Recursive definition • If PageRank reflects the probability of being in a web-page (PR(w) = P(w)) then PR(W) = PR(W1)* (1/O(W1))+…+ PR(Wn)* (1/O(Wn)) Where O(W) is the out-degree of W
Problems • A random surfer may get stuck in one component of the graph • May get stuck in loops • “Rank Sink” Problem • Many Web pages have no inlinks/outlinks
Damping Factor • Add some probability d for "jumping" to a random page • Now PR(W) = (1-d) * [PR(W1)* (1/O(W1))+…+ PR(Wn)* (1/O(Wn))] + d* 1/N Where N is the number of pages in the index
How to compute PR? • Simulation • Analytical methods • Can we solve the equations?

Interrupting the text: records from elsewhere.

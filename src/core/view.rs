// src/core/view.rs

//! Pure filter/sort views over fetched result rows.

use std::borrow::Cow;
use std::cmp::Ordering;

use chrono::{DateTime, Utc};
use strum::{Display, EnumIter, IntoEnumIterator};

use crate::core::models::{CloudDomain, DnsRecord, RawResult};

/// A column every row kind can be viewed through.
///
/// `Kind` is the record type of DNS rows and the provider of cloud rows; `Value` is the
/// resolved record or the raw tool output.
#[derive(Debug, Clone, Copy, PartialEq, Eq, Hash, Display, EnumIter)]
pub enum Column {
    Domain,
    Kind,
    Value,
    #[strum(to_string = "Created")]
    CreatedAt,
}

impl Column {
    pub fn next(self) -> Column {
        let all: Vec<Column> = Column::iter().collect();
        let idx = all.iter().position(|c| *c == self).unwrap_or(0);
        all[(idx + 1) % all.len()]
    }
}

pub enum Cell<'a> {
    Text(Cow<'a, str>),
    Time(DateTime<Utc>),
}

pub trait ViewRow {
    fn cell(&self, column: Column) -> Cell<'_>;
}

impl ViewRow for DnsRecord {
    fn cell(&self, column: Column) -> Cell<'_> {
        match column {
            Column::Domain => Cell::Text(Cow::Borrowed(&self.domain)),
            Column::Kind => Cell::Text(Cow::Borrowed(self.record_type.as_str())),
            Column::Value => Cell::Text(Cow::Borrowed(&self.record)),
            Column::CreatedAt => Cell::Time(self.created_at),
        }
    }
}

impl ViewRow for CloudDomain {
    fn cell(&self, column: Column) -> Cell<'_> {
        match column {
            Column::Domain => Cell::Text(Cow::Borrowed(&self.domain)),
            Column::Kind => Cell::Text(Cow::Borrowed(self.provider.as_str())),
            Column::Value => Cell::Text(Cow::Borrowed("")),
            Column::CreatedAt => Cell::Time(self.created_at),
        }
    }
}

impl ViewRow for RawResult {
    fn cell(&self, column: Column) -> Cell<'_> {
        match column {
            Column::Domain => Cell::Text(Cow::Borrowed(&self.domain)),
            Column::Kind => Cell::Text(Cow::Borrowed("")),
            Column::Value => Cell::Text(Cow::Borrowed(&self.raw_output)),
            Column::CreatedAt => Cell::Time(self.created_at),
        }
    }
}

// --- Filtering ---

/// One search term. A row matches when `contains(column, term) != negative`,
/// compared case-insensitively.
#[derive(Debug, Clone, PartialEq, Eq)]
pub struct FilterTerm {
    pub term: String,
    pub negative: bool,
    pub column: Column,
}

impl FilterTerm {
    pub fn new(term: &str, negative: bool) -> Self {
        Self {
            term: term.to_string(),
            negative,
            column: Column::Domain,
        }
    }

    pub fn on(mut self, column: Column) -> Self {
        self.column = column;
        self
    }

    /// Parses user input: a leading `!` makes the term negative.
    pub fn parse(input: &str) -> Option<Self> {
        let input = input.trim();
        let (term, negative) = match input.strip_prefix('!') {
            Some(rest) => (rest.trim(), true),
            None => (input, false),
        };
        (!term.is_empty()).then(|| FilterTerm::new(term, negative))
    }

    fn matches<R: ViewRow>(&self, row: &R) -> bool {
        // Empty terms constrain nothing, in either polarity.
        if self.term.is_empty() {
            return true;
        }
        let haystack = match row.cell(self.column) {
            Cell::Text(text) => text.to_lowercase(),
            Cell::Time(ts) => ts.to_rfc3339(),
        };
        haystack.contains(&self.term.to_lowercase()) != self.negative
    }
}

/// Rows matching every filter, in their original order.
pub fn apply_filters<'a, R: ViewRow>(rows: &'a [R], filters: &[FilterTerm]) -> Vec<&'a R> {
    rows.iter()
        .filter(|row| filters.iter().all(|f| f.matches(*row)))
        .collect()
}

// --- Sorting ---

#[derive(Debug, Clone, Copy, PartialEq, Eq, Display)]
pub enum SortDirection {
    #[strum(to_string = "asc")]
    Ascending,
    #[strum(to_string = "desc")]
    Descending,
}

impl SortDirection {
    pub fn flip(self) -> Self {
        match self {
            SortDirection::Ascending => SortDirection::Descending,
            SortDirection::Descending => SortDirection::Ascending,
        }
    }
}

#[derive(Debug, Clone, Copy, PartialEq, Eq)]
pub struct SortSpec {
    pub column: Column,
    pub direction: SortDirection,
}

impl SortSpec {
    pub fn new(column: Column, direction: SortDirection) -> Self {
        Self { column, direction }
    }
}

fn compare_cells(a: Cell<'_>, b: Cell<'_>) -> Ordering {
    match (a, b) {
        (Cell::Text(a), Cell::Text(b)) => a.to_lowercase().cmp(&b.to_lowercase()),
        (Cell::Time(a), Cell::Time(b)) => a.cmp(&b),
        // A column yields the same cell kind for every row.
        (Cell::Text(_), Cell::Time(_)) => Ordering::Less,
        (Cell::Time(_), Cell::Text(_)) => Ordering::Greater,
    }
}

/// Sorts in place. The sort is stable, so rows with equal keys keep their order
/// in both directions.
pub fn sort_rows<R: ViewRow>(rows: &mut [&R], spec: SortSpec) {
    rows.sort_by(|a, b| {
        let ord = compare_cells(a.cell(spec.column), b.cell(spec.column));
        match spec.direction {
            SortDirection::Ascending => ord,
            SortDirection::Descending => ord.reverse(),
        }
    });
}

/// Filters, then optionally sorts.
pub fn build_view<'a, R: ViewRow>(rows: &'a [R], filters: &[FilterTerm], sort: Option<SortSpec>) -> Vec<&'a R> {
    let mut view = apply_filters(rows, filters);
    if let Some(spec) = sort {
        sort_rows(&mut view, spec);
    }
    view
}
// src/core/fetcher.rs

use std::sync::Arc;

use serde::Serialize;
use strum::{Display, EnumIter, EnumString, IntoEnumIterator};
use tracing::{error, info};

use crate::core::client::ScanApi;
use crate::core::errors::ApiError;
use crate::core::models::{CloudDomain, DnsRecord, RawResult, Tool};

/// The result collections a finished scan can expose.
/// The string form is the endpoint suffix (`/{tool}/{scan_id}/dns-records`).
#[derive(Debug, Clone, Copy, PartialEq, Eq, Hash, Display, EnumString, EnumIter, Serialize)]
#[strum(serialize_all = "kebab-case")]
#[serde(rename_all = "kebab-case")]
pub enum CollectionKind {
    DnsRecords,
    CloudDomains,
    RawResults,
}

impl CollectionKind {
    pub fn all() -> Vec<CollectionKind> {
        CollectionKind::iter().collect()
    }

    pub fn title(self) -> &'static str {
        match self {
            CollectionKind::DnsRecords => "DNS Records",
            CollectionKind::CloudDomains => "Cloud Domains",
            CollectionKind::RawResults => "Raw Results",
        }
    }
}

/// Result of fetching one collection.
///
/// A failed fetch is kept apart from an empty one so the caller can tell
/// "the scan found nothing" from "the rows could not be loaded". `rows()` hides the
/// difference for callers that only want something to render.
#[derive(Debug, Clone, PartialEq)]
pub enum FetchOutcome<T> {
    Ok(Vec<T>),
    Failed(String),
}

impl<T> FetchOutcome<T> {
    pub fn rows(&self) -> &[T] {
        match self {
            FetchOutcome::Ok(rows) => rows,
            FetchOutcome::Failed(_) => &[],
        }
    }

    pub fn is_failed(&self) -> bool {
        matches!(self, FetchOutcome::Failed(_))
    }

    pub fn failure(&self) -> Option<&str> {
        match self {
            FetchOutcome::Failed(cause) => Some(cause),
            FetchOutcome::Ok(_) => None,
        }
    }

    pub fn into_rows(self) -> Vec<T> {
        match self {
            FetchOutcome::Ok(rows) => rows,
            FetchOutcome::Failed(_) => Vec::new(),
        }
    }
}

impl<T> From<Result<Vec<T>, ApiError>> for FetchOutcome<T> {
    fn from(result: Result<Vec<T>, ApiError>) -> Self {
        match result {
            Ok(rows) => FetchOutcome::Ok(rows),
            Err(e) => FetchOutcome::Failed(e.to_string()),
        }
    }
}

/// Every collection fetched for one scan. Kinds that were not requested stay `None`.
#[derive(Debug, Clone, Default, PartialEq)]
pub struct ResultSet {
    pub scan_id: String,
    pub dns_records: Option<FetchOutcome<DnsRecord>>,
    pub cloud_domains: Option<FetchOutcome<CloudDomain>>,
    pub raw_results: Option<FetchOutcome<RawResult>>,
}

impl ResultSet {
    pub fn len_of(&self, kind: CollectionKind) -> usize {
        match kind {
            CollectionKind::DnsRecords => self.dns_records.as_ref().map_or(0, |o| o.rows().len()),
            CollectionKind::CloudDomains => self.cloud_domains.as_ref().map_or(0, |o| o.rows().len()),
            CollectionKind::RawResults => self.raw_results.as_ref().map_or(0, |o| o.rows().len()),
        }
    }

    pub fn failure_of(&self, kind: CollectionKind) -> Option<&str> {
        match kind {
            CollectionKind::DnsRecords => self.dns_records.as_ref().and_then(FetchOutcome::failure),
            CollectionKind::CloudDomains => self.cloud_domains.as_ref().and_then(FetchOutcome::failure),
            CollectionKind::RawResults => self.raw_results.as_ref().and_then(FetchOutcome::failure),
        }
    }

    pub fn failed_kinds(&self) -> Vec<CollectionKind> {
        CollectionKind::iter()
            .filter(|kind| self.failure_of(*kind).is_some())
            .collect()
    }
}

/// Fetches result collections of finished scans.
///
/// Each collection is an independent request. A failure is logged and recorded for that
/// collection only; the others are unaffected. Nothing is cached, so repeated calls
/// always return what the backend currently holds.
pub struct ResultFetcher<A> {
    api: Arc<A>,
    tool: Tool,
}

impl<A: ScanApi> ResultFetcher<A> {
    pub fn new(api: Arc<A>, tool: Tool) -> Self {
        Self { api, tool }
    }

    pub async fn dns_records(&self, scan_id: &str) -> FetchOutcome<DnsRecord> {
        let result = self.api.dns_records(&self.tool, scan_id).await;
        settle(CollectionKind::DnsRecords, scan_id, result)
    }

    pub async fn cloud_domains(&self, scan_id: &str) -> FetchOutcome<CloudDomain> {
        let result = self.api.cloud_domains(&self.tool, scan_id).await;
        settle(CollectionKind::CloudDomains, scan_id, result)
    }

    pub async fn raw_results(&self, scan_id: &str) -> FetchOutcome<RawResult> {
        let result = self.api.raw_results(&self.tool, scan_id).await;
        settle(CollectionKind::RawResults, scan_id, result)
    }

    /// Fetches the requested kinds concurrently, one request per distinct kind.
    pub async fn fetch_all(&self, scan_id: &str, kinds: &[CollectionKind]) -> ResultSet {
        let wants = |kind| kinds.contains(&kind);

        let (dns_records, cloud_domains, raw_results) = tokio::join!(
            async {
                if wants(CollectionKind::DnsRecords) { Some(self.dns_records(scan_id).await) } else { None }
            },
            async {
                if wants(CollectionKind::CloudDomains) { Some(self.cloud_domains(scan_id).await) } else { None }
            },
            async {
                if wants(CollectionKind::RawResults) { Some(self.raw_results(scan_id).await) } else { None }
            },
        );

        ResultSet {
            scan_id: scan_id.to_string(),
            dns_records,
            cloud_domains,
            raw_results,
        }
    }
}

fn settle<T>(kind: CollectionKind, scan_id: &str, result: Result<Vec<T>, ApiError>) -> FetchOutcome<T> {
    match &result {
        Ok(rows) => info!(%kind, scan_id, rows = rows.len(), "Collection fetched."),
        Err(e) => error!(%kind, scan_id, error = %e, "Failed to fetch collection."),
    }
    result.into()
}
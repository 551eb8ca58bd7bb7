// src/ui/widgets/input.rs
use crate::app::App;
use ratatui::{
    prelude::*,
    widgets::{Block, Borders, Paragraph},
};

/// Renders the active filter terms followed by the filter being typed.
pub fn render_input(frame: &mut Frame, app: &App, area: Rect) {
    let title = if app.editing { "Filter (Enter to add, Esc to cancel)" } else { "Filters (/ to add)" };
    let block = Block::default().borders(Borders::ALL).title(title);

    let mut spans: Vec<Span> = Vec::new();
    for filter in &app.filters {
        let (label, color) = if filter.negative {
            (format!("[!{}] ", filter.term), Color::Red)
        } else {
            (format!("[{}] ", filter.term), Color::Green)
        };
        spans.push(Span::styled(label, Style::default().fg(color)));
    }
    let prefix_width: usize = spans.iter().map(|s| s.content.chars().count()).sum();
    spans.push(Span::styled(app.input.as_str(), Style::default().fg(Color::Yellow)));

    frame.render_widget(Paragraph::new(Line::from(spans)).block(block), area);

    if app.editing {
        let x = area.x + 1 + (prefix_width + app.input.chars().count()) as u16;
        frame.set_cursor_position((x.min(area.right().saturating_sub(2)), area.y + 1));
    }
}
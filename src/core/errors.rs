// src/core/errors.rs

use thiserror::Error;

/// Failures talking to the reconnaissance backend.
///
/// All of these are recoverable from the caller's point of view: the poller turns them
/// into a retry, the fetcher into a `FetchOutcome::Failed`.
#[derive(Debug, Error)]
pub enum ApiError {
    #[error("request to backend failed: {0}")]
    Transport(#[from] reqwest::Error),

    #[error("backend answered {status} for {url}")]
    Status { status: u16, url: String },

    #[error("could not decode response from {url}: {message}")]
    Decode { url: String, message: String },

    #[error("invalid request url: {0}")]
    InvalidUrl(#[from] url::ParseError),
}

/// Errors raised when a poll loop cannot be started or joined.
#[derive(Debug, Error)]
pub enum PollError {
    #[error("scan id must not be empty")]
    EmptyScanId,

    #[error("poll task terminated abnormally: {0}")]
    Join(#[from] tokio::task::JoinError),
}

#[derive(Debug, Error)]
pub enum ConfigError {
    #[error("failed to read config file {path}: {source}")]
    Read {
        path: String,
        #[source]
        source: std::io::Error,
    },

    #[error("failed to parse config file {path}: {source}")]
    Parse {
        path: String,
        #[source]
        source: serde_json::Error,
    },

    #[error("invalid backend base url: {0}")]
    InvalidBaseUrl(#[from] url::ParseError),
}

#[derive(Debug, Error)]
pub enum ModelError {
    #[error("invalid tool name {0:?}: expected lowercase letters, digits, '_' or '-'")]
    InvalidTool(String),
}

/// Errors that end a watch session before any scan could be observed.
#[derive(Debug, Error)]
pub enum SessionError {
    #[error("could not start a new scan: {0}")]
    Create(#[source] ApiError),

    #[error("could not load the scan history: {0}")]
    History(#[source] ApiError),

    #[error("a scope target id is required to start or resume a scan")]
    MissingScopeTarget,

    #[error("no {tool} scans exist for scope target {scope_target_id}")]
    NoScans { scope_target_id: String, tool: String },

    #[error(transparent)]
    Poll(#[from] PollError),
}

#[derive(Debug, Error)]
pub enum ExportError {
    #[error("failed to write export file {path}: {source}")]
    Io {
        path: String,
        #[source]
        source: std::io::Error,
    },

    #[error("failed to serialize export: {0}")]
    Serialize(#[from] serde_json::Error),
}
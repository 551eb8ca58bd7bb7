// src/ui/widgets/results.rs

use crate::app::{App, AppState};
use ratatui::{
    prelude::*,
    widgets::{Block, Borders, Cell, Paragraph, Row, Table, Tabs, Wrap},
};
use scanwatch::core::fetcher::{CollectionKind, FetchOutcome};
use scanwatch::core::view::{self, build_view, Column, SortDirection, ViewRow};

type ColumnSpec = (Column, &'static str, Constraint);

const DNS_COLUMNS: &[ColumnSpec] = &[
    (Column::Domain, "Domain", Constraint::Percentage(35)),
    (Column::Kind, "Type", Constraint::Length(8)),
    (Column::Value, "Record", Constraint::Percentage(40)),
    (Column::CreatedAt, "Created", Constraint::Length(19)),
];

const CLOUD_COLUMNS: &[ColumnSpec] = &[
    (Column::Domain, "Domain", Constraint::Percentage(60)),
    (Column::Kind, "Provider", Constraint::Length(10)),
    (Column::CreatedAt, "Created", Constraint::Length(19)),
];

const RAW_COLUMNS: &[ColumnSpec] = &[
    (Column::Domain, "Domain", Constraint::Percentage(25)),
    (Column::Value, "Output", Constraint::Percentage(55)),
    (Column::CreatedAt, "Created", Constraint::Length(19)),
];

/// Renders the collection tabs and the current tab's filtered/sorted table.
pub fn render_results(frame: &mut Frame, app: &mut App, area: Rect) {
    let chunks = Layout::default()
        .direction(Direction::Vertical)
        .constraints([Constraint::Length(3), Constraint::Min(0)])
        .split(area);

    let titles: Vec<String> = app
        .tabs
        .iter()
        .map(|kind| match app.results.as_ref() {
            Some(set) if set.failure_of(*kind).is_some() => format!("{} (!)", kind.title()),
            Some(set) => format!("{} ({})", kind.title(), set.len_of(*kind)),
            None => kind.title().to_string(),
        })
        .collect();
    let selected = app.tabs.iter().position(|k| *k == app.tab).unwrap_or(0);
    let tabs = Tabs::new(titles)
        .block(Block::default().borders(Borders::ALL).title("Results"))
        .select(selected)
        .highlight_style(Style::default().fg(Color::Yellow).bold());
    frame.render_widget(tabs, chunks[0]);

    let block = Block::default().borders(Borders::ALL);
    match build_table(app) {
        Ok(table) => frame.render_stateful_widget(table.block(block), chunks[1], &mut app.table_state),
        Err(message) => frame.render_widget(Paragraph::new(message).block(block).wrap(Wrap { trim: true }), chunks[1]),
    }
}

// The table owns its cell text so rendering can borrow `app.table_state` mutably.
fn build_table(app: &App) -> Result<Table<'static>, Text<'static>> {
    let Some(results) = &app.results else {
        let message = match &app.state {
            AppState::Finished | AppState::Failed(_) => "No results for this scan.",
            AppState::Cancelled => "Cancelled before results were available.",
            AppState::Starting | AppState::Watching => "Results appear once the scan succeeds.",
        };
        return Err(Text::styled(message, Style::default().fg(Color::DarkGray)));
    };

    match app.tab {
        CollectionKind::DnsRecords => table_or_message(app, results.dns_records.as_ref(), DNS_COLUMNS),
        CollectionKind::CloudDomains => table_or_message(app, results.cloud_domains.as_ref(), CLOUD_COLUMNS),
        CollectionKind::RawResults => table_or_message(app, results.raw_results.as_ref(), RAW_COLUMNS),
    }
}

fn table_or_message<R: ViewRow>(
    app: &App,
    outcome: Option<&FetchOutcome<R>>,
    columns: &[ColumnSpec],
) -> Result<Table<'static>, Text<'static>> {
    let rows = match outcome {
        None => return Err(Text::raw("Not requested.")),
        Some(FetchOutcome::Failed(cause)) => {
            return Err(Text::from(vec![
                Line::styled(format!("Failed to load {}", app.tab.title()), Style::default().fg(Color::Red).bold()),
                Line::styled(cause.clone(), Style::default().fg(Color::DarkGray)),
            ]));
        }
        Some(FetchOutcome::Ok(rows)) if rows.is_empty() => {
            return Err(Text::raw(format!("The scan found no {}.", app.tab.title().to_lowercase())));
        }
        Some(FetchOutcome::Ok(rows)) => rows,
    };

    let view = build_view(rows, &app.filters, app.sort);
    if view.is_empty() {
        return Err(Text::raw("No rows match the current filters."));
    }

    let header = Row::new(columns.iter().map(|(column, title, _)| {
        let marker = match app.sort {
            Some(spec) if spec.column == *column => match spec.direction {
                SortDirection::Ascending => " ▲",
                SortDirection::Descending => " ▼",
            },
            _ => "",
        };
        Cell::from(format!("{title}{marker}"))
    }))
    .style(Style::default().bold().underlined());

    let body: Vec<Row<'static>> = view
        .iter()
        .map(|row| Row::new(columns.iter().map(|(column, _, _)| Cell::from(cell_text(row.cell(*column))))))
        .collect();

    Ok(Table::new(body, columns.iter().map(|(_, _, width)| *width))
        .header(header)
        .row_highlight_style(Style::default().bg(Color::DarkGray))
        .highlight_symbol("> "))
}

fn cell_text(cell: view::Cell<'_>) -> String {
    match cell {
        view::Cell::Text(text) => text.into_owned(),
        view::Cell::Time(ts) => ts.format("%Y-%m-%d %H:%M:%S").to_string(),
    }
}
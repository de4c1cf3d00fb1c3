use std::{fmt, time::Duration};

use chrono::{DateTime, Utc};
use serde::{Deserialize, Serialize};
use uuid::Uuid;

/// A unique identifier for a job using the [`uuid`](https://docs.rs/uuid) crate.
pub type JobId = Uuid;

/// Stable identifier of an app, runtime, repository or operating system.
pub type EntityId = String;

#[derive(Debug, Clone, Copy, PartialEq, Eq, Hash, Serialize, Deserialize)]
#[serde(rename_all = "snake_case")]
pub enum EntityKind {
	Application,
	Runtime,
	OperatingSystem,
	Repository,
}

/// Something a job acts upon.
#[derive(Debug, Clone, PartialEq, Eq, Hash, Serialize, Deserialize)]
pub struct Entity {
	pub id: EntityId,
	pub kind: EntityKind,
	pub name: String,
}

impl Entity {
	pub fn new(id: impl Into<EntityId>, kind: EntityKind, name: impl Into<String>) -> Self {
		Self {
			id: id.into(),
			kind,
			name: name.into(),
		}
	}

	pub fn app(id: impl Into<EntityId>, name: impl Into<String>) -> Self {
		Self::new(id, EntityKind::Application, name)
	}

	pub fn operating_system(id: impl Into<EntityId>, name: impl Into<String>) -> Self {
		Self::new(id, EntityKind::OperatingSystem, name)
	}
}

#[derive(Debug, Default, Clone, PartialEq, Eq, Serialize, Deserialize)]
#[serde(rename_all = "snake_case", tag = "type", content = "value")]
pub enum Target {
	#[default]
	Nothing,
	Entity(Entity),
	Entities(Vec<Entity>),
}

impl Target {
	#[must_use]
	pub fn entities(&self) -> &[Entity] {
		match self {
			Self::Nothing => &[],
			Self::Entity(entity) => std::slice::from_ref(entity),
			Self::Entities(entities) => entities,
		}
	}

	#[must_use]
	pub fn contains(&self, entity_id: &str) -> bool {
		self.entities().iter().any(|entity| entity.id == entity_id)
	}
}

#[derive(Debug, Default, Clone, Copy, PartialEq, Eq, Serialize, Deserialize)]
pub struct DownloadUpgradeFlags {
	pub interactive: bool,
}

#[derive(Debug, Default, Clone, Copy, PartialEq, Eq, Serialize, Deserialize)]
pub struct UpgradeFlags {
	pub interactive: bool,
}

#[derive(Debug, Default, Clone, Copy, PartialEq, Eq, Serialize, Deserialize)]
pub struct RefreshMetadataFlags {
	pub interactive: bool,
}

#[derive(Debug, Default, Clone, Copy, PartialEq, Eq, Serialize, Deserialize)]
pub struct InstallFlags {
	pub interactive: bool,
	/// Only apply what was previously downloaded.
	pub no_download: bool,
	/// Only download, leave applying for later.
	pub no_apply: bool,
}

#[derive(Debug, Default, Clone, Copy, PartialEq, Eq, Serialize, Deserialize)]
pub struct UninstallFlags {
	pub interactive: bool,
}

#[derive(Debug, Default, Clone, Copy, PartialEq, Eq, Serialize, Deserialize)]
pub struct UpdateFlags {
	pub interactive: bool,
	pub no_download: bool,
	pub no_apply: bool,
}

/// What kind of work a job asks backends to do, used for capability queries.
#[derive(Debug, Clone, Copy, PartialEq, Eq, Hash, Serialize, Deserialize)]
#[serde(rename_all = "snake_case")]
pub enum OperationKind {
	DownloadUpgrade,
	TriggerUpgrade,
	RefreshMetadata,
	InstallApps,
	UninstallApps,
	UpdateApps,
}

impl fmt::Display for OperationKind {
	fn fmt(&self, f: &mut fmt::Formatter<'_>) -> fmt::Result {
		let s = match self {
			Self::DownloadUpgrade => "download-upgrade",
			Self::TriggerUpgrade => "trigger-upgrade",
			Self::RefreshMetadata => "refresh-metadata",
			Self::InstallApps => "install-apps",
			Self::UninstallApps => "uninstall-apps",
			Self::UpdateApps => "update-apps",
		};

		f.write_str(s)
	}
}

/// An operation together with its kind specific flags.
#[derive(Debug, Clone, Copy, PartialEq, Eq, Serialize, Deserialize)]
#[serde(rename_all = "snake_case", tag = "kind")]
pub enum Operation {
	DownloadUpgrade {
		flags: DownloadUpgradeFlags,
	},
	TriggerUpgrade {
		flags: UpgradeFlags,
	},
	RefreshMetadata {
		/// Metadata younger than this is considered fresh enough.
		cache_age: Duration,
		flags: RefreshMetadataFlags,
	},
	InstallApps {
		flags: InstallFlags,
	},
	UninstallApps {
		flags: UninstallFlags,
	},
	UpdateApps {
		flags: UpdateFlags,
	},
}

impl Operation {
	#[must_use]
	pub const fn kind(&self) -> OperationKind {
		match self {
			Self::DownloadUpgrade { .. } => OperationKind::DownloadUpgrade,
			Self::TriggerUpgrade { .. } => OperationKind::TriggerUpgrade,
			Self::RefreshMetadata { .. } => OperationKind::RefreshMetadata,
			Self::InstallApps { .. } => OperationKind::InstallApps,
			Self::UninstallApps { .. } => OperationKind::UninstallApps,
			Self::UpdateApps { .. } => OperationKind::UpdateApps,
		}
	}

	#[must_use]
	pub const fn is_interactive(&self) -> bool {
		match self {
			Self::DownloadUpgrade { flags } => flags.interactive,
			Self::TriggerUpgrade { flags } => flags.interactive,
			Self::RefreshMetadata { flags, .. } => flags.interactive,
			Self::InstallApps { flags } => flags.interactive,
			Self::UninstallApps { flags } => flags.interactive,
			Self::UpdateApps { flags } => flags.interactive,
		}
	}
}

/// One logical operation to be fanned out across backends. Immutable once created.
#[derive(Debug, Clone, PartialEq, Eq, Serialize, Deserialize)]
pub struct Request {
	id: JobId,
	operation: Operation,
	target: Target,
	created_at: DateTime<Utc>,
}

impl Request {
	#[must_use]
	pub fn new(operation: Operation, target: Target) -> Self {
		Self {
			id: JobId::new_v4(),
			operation,
			target,
			created_at: Utc::now(),
		}
	}

	#[must_use]
	pub fn download_upgrade(os: Entity, flags: DownloadUpgradeFlags) -> Self {
		Self::new(Operation::DownloadUpgrade { flags }, Target::Entity(os))
	}

	#[must_use]
	pub fn refresh_metadata(cache_age: Duration, flags: RefreshMetadataFlags) -> Self {
		Self::new(
			Operation::RefreshMetadata { cache_age, flags },
			Target::Nothing,
		)
	}

	#[must_use]
	pub fn update_apps(apps: Vec<Entity>, flags: UpdateFlags) -> Self {
		Self::new(Operation::UpdateApps { flags }, Target::Entities(apps))
	}

	#[must_use]
	pub const fn id(&self) -> JobId {
		self.id
	}

	#[must_use]
	pub const fn operation(&self) -> &Operation {
		&self.operation
	}

	#[must_use]
	pub const fn kind(&self) -> OperationKind {
		self.operation.kind()
	}

	#[must_use]
	pub const fn target(&self) -> &Target {
		&self.target
	}

	/// The first entity targeted, if any.
	#[must_use]
	pub fn entity(&self) -> Option<&Entity> {
		self.target.entities().first()
	}

	#[must_use]
	pub const fn created_at(&self) -> DateTime<Utc> {
		self.created_at
	}
}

Simulation: A random surfer algorithm • Start from an arbitrary page • Toss a coin to decide if you want to follow a link or to randomly choose a new page • Then toss another coin to decide which link to follow \ which page to go to • Keep record of the frequency of the web-pages visited
Convergence • Not guaranteed without the damping factor! • (Partial) intuition: if unlucky, the algorithm may get stuck forever in a connected component • Claim: with damping, the probability of getting stuck forever is 0 • More difficult claim: with damping, convergence is guaranteed
Markov Chain Monte Carlo (MCMC) • A class of very useful algorithms for sampling a given distribution • We first need to know what is a Markov Chain
Markov Chain • A finite or countably infinite state machine • We will consider the case of finitely many states • Transitions are associated with probabilities • Markovianproperty: given the present state, future choices are independent from the past
MCMC framework • Construct (explicitly or implicitly) a Markov Chain (MC) that describes the desired distribution • Perform a random walk on the MC, keeping track of the proportion of state visits • Discard samples made before “Mixing” • Return proportion as an approximation of the correct distribution
Properties of Markov Chains • A Markov Chain defines a distribution on the different states (P(state)= probability of being in the state at a random time) • We want conditions on when this distribution is unique, and when will a random walk approximate it
Properties • Periodicity • A state i has period k if any return to state i must occur in multiples of k time steps • Aperiodic: period = 1 for all states • Reducibility • An MC is irreducible if there is a probability 1 of (eventually) getting from every state to every state • Theorem: A finite-state MC has a unique stationary distribution if it is aperiodic and irreducible
Back to PageRank • The MC is on the graph with probabilities we have defined • MCMC is the random walk algorithm • Is the MC aperiodic? Irreducible? • Why?
Problem with MCMC • In general no guarantees on convergence time • Even for those “nice” MCs • A lot of work on characterizing “nicer” MCs • That will allow fast convergence • In practice for the web graph it converges rather slowly • Why?